>>
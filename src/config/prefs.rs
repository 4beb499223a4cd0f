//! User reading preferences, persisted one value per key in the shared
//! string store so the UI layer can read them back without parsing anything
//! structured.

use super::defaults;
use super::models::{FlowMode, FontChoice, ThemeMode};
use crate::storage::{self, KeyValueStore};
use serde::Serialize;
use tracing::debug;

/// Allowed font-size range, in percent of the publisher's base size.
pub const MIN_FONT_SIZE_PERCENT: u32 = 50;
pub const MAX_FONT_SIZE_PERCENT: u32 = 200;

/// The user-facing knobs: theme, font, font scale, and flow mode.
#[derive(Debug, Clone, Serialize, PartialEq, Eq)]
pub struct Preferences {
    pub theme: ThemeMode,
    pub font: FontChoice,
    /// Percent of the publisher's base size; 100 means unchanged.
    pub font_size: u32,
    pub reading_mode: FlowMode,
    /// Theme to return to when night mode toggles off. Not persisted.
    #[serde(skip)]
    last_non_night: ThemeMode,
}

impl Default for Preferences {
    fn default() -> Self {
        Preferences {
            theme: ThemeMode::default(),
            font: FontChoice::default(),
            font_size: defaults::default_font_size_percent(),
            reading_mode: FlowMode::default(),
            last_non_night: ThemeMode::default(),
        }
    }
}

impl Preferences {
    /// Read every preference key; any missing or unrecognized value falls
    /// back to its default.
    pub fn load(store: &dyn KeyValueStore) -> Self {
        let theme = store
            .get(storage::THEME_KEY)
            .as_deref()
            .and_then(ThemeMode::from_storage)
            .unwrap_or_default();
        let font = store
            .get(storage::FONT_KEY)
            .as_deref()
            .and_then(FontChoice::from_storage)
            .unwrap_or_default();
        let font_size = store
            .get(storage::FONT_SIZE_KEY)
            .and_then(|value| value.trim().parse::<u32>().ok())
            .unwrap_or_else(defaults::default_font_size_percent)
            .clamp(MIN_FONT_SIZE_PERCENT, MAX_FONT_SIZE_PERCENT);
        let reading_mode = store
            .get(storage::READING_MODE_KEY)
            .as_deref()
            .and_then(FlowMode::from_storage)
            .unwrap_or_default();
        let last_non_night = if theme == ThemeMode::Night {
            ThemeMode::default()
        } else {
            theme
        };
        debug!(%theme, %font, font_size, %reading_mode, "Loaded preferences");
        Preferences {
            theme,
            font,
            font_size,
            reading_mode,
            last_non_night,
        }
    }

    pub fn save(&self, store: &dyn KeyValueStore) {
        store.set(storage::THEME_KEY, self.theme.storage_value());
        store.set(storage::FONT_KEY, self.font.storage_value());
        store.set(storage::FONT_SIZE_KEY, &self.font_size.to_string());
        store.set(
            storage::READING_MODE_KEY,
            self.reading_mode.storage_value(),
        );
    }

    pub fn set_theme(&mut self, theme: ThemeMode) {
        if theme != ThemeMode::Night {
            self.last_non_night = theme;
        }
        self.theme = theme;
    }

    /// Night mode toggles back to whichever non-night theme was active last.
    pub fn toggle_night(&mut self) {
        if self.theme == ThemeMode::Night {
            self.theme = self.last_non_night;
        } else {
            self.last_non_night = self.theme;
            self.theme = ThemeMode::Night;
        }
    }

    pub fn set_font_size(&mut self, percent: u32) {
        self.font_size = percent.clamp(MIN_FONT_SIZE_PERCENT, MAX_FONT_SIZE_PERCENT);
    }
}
<<
*Task details*
Reply with nothing but the number of lines in the data above that contain "const".

*Your solution*
2